The revised law removes the previously included civil liability at the EU level for companies failing to comply, thereby restricting victims' ability to seek legal remedy for human rights violations, such as forced or child labor, occurring anywhere within the supply chain. Penalties have been capped at a maximum of 3% of global net turnover, reinforcing a monetary rather than criminal sanction approach. Additionally, controversial clauses, including mandatory climate-related action plans, were excised from the final text.
This regulatory rollback followed intense political debate, catalyzed by conservative factions like Germany's CDU/CSU and allied right-wing parties who argued that the original legislation imposed undue bureaucratic burdens and threatened business competitiveness. German Chancellor Friedrich Merz publicly advocated for the law's full abolition during his Brussels visit, underscoring the government's stance. The weakened agreement, which awaits formal parliamentary and council approval—expected to be procedural—represents a rare case of conservative-majority legislative success in the Parliament, sidelining the usual progressive coalition of Social Democrats and Greens.
The law was initially designed to position the EU as a global leader in enforcing corporate responsibility for human rights and environmental integrity in international supply chains. By holding large companies accountable for abuses along their sprawling and often opaque supply networks, the legislation aimed to compel transparent, ethical business practices. However, the dilution of corporate scope, liability, and climate obligations considerably softens these ambitions.
The outcome has drawn sharp criticism from progressive MEPs and civil society actors who described the decision as the 'final nail in the coffin' of robust supply chain legislation, warning it risks reducing human rights protection to 'cheap bargaining chips.' The elimination of robust enforcement and broad company coverage undermines the capacity for meaningful corporate accountability and enforcement, potentially eroding consumer confidence in EU market standards for ethical sourcing.
From a market and regulatory compliance perspective, the new thresholds strategically exempt thousands of medium-sized companies—often those with complex, multi-tiered supply chains—from detailed due diligence obligations, focusing enforcement efforts on an estimated few hundred giant firms.
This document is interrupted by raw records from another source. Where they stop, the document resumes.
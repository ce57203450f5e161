mod cli;
mod commands;
mod error;

use clap::Parser;
use tracing_subscriber::EnvFilter;

use tswlink_config::{Config, ConfigError, config_path, load_config_from, profile_to_panel_config};
use tswlink_core::PanelConfig;

use crate::cli::{Cli, Command, GlobalOpts};
use crate::error::CliError;

#[tokio::main]
async fn main() {
    let cli = Cli::parse();

    init_tracing(cli.global.verbose, cli.global.json_logs);

    if let Err(err) = run(cli).await {
        let code = err.exit_code();
        eprintln!("{:?}", miette::Report::new(err));
        std::process::exit(code);
    }
}

fn init_tracing(verbosity: u8, json: bool) {
    let filter = match verbosity {
        0 => "info",
        1 => "debug",
        _ => "trace",
    };
    let filter = EnvFilter::try_from_default_env().unwrap_or_else(|_| EnvFilter::new(filter));

    let builder = tracing_subscriber::fmt().with_env_filter(filter).with_target(false);
    if json {
        builder.json().init();
    } else {
        builder.init();
    }
}

async fn run(cli: Cli) -> Result<(), CliError> {
    let config = load_config(&cli.global)?;

    match cli.command.unwrap_or(Command::Run) {
        // Config commands don't need a panel
        Command::Config(args) => commands::config_cmd::handle(args, &cli.global, config),

        cmd => {
            let panel_config = build_panel_config(&cli.global, &config)?;
            tracing::debug!(command = ?cmd, url = %panel_config.base_url, "dispatching command");
            commands::dispatch(cmd, panel_config).await
        }
    }
}

fn load_config(global: &GlobalOpts) -> Result<Config, CliError> {
    let config = match global.config {
        Some(ref path) => load_config_from(path)?,
        None => tswlink_config::load_config()?,
    };
    Ok(config)
}

/// Resolve the panel from `--host`, else from the selected profile.
fn build_panel_config(global: &GlobalOpts, cfg: &Config) -> Result<PanelConfig, CliError> {
    if let Some(ref host) = global.host {
        let profile = tswlink_config::Profile {
            host: host.clone(),
            name: None,
            entry_id: None,
            poll_interval_secs: None,
            timeout_secs: None,
        };
        let name = global.profile.as_deref().unwrap_or(host.as_str());
        return Ok(profile_to_panel_config(&profile, name, &cfg.defaults)?);
    }

    match cfg.profile(global.profile.as_deref()) {
        Ok((name, profile)) => Ok(profile_to_panel_config(profile, name, &cfg.defaults)?),
        // Nothing configured at all: point at the file rather than a profile name.
        Err(ConfigError::UnknownProfile { .. } | ConfigError::NoProfile) if cfg.profiles.is_empty() => {
            Err(CliError::NoConfig {
                path: global
                    .config
                    .clone()
                    .unwrap_or_else(config_path)
                    .display()
                    .to_string(),
            })
        }
        Err(e) => Err(e.into()),
    }
}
While this alleviates immediate compliance costs for many businesses, it creates loopholes for continued malpractice in less regulated segments, weakening the overall effectiveness of the regulation.
This retrenchment aligns with broader EU trends witnessed recently, including postponed and softened environmental measures like the deforestation regulation, reflecting political resistance to stringent sustainability impositions perceived as economically burdensome by certain member states and industry groups.
Looking ahead, the EU's stance signals a cautious approach balancing human rights and climate commitments with economic competitiveness amid ongoing global supply chain disruptions and geopolitical pressures. Companies now face a mixed regulatory landscape, needing to navigate enhanced due diligence only if exceeding significant size parameters, while smaller firms remain less constrained.
The restriction of legal recourse avenues for victims and the lower penalties could diminish the deterrence effect critical for behavioral change in corporate global operations. Furthermore, the exclusion of climate action requirements from corporate plans diverges from EU Green Deal objectives, potentially impairing holistic supply chain sustainability integration.
Overall, the EU’s regulatory retreat in supply chain oversight may reduce short-term costs for large EU firms but runs the risk of long-term reputational damage and loss of leadership in global corporate responsibility governance. The trajectory suggests that future amendments or complementary national laws might be necessary to plug accountability gaps and fulfill the EU's professed commitment to upholding high human rights and environmental standards in international commerce.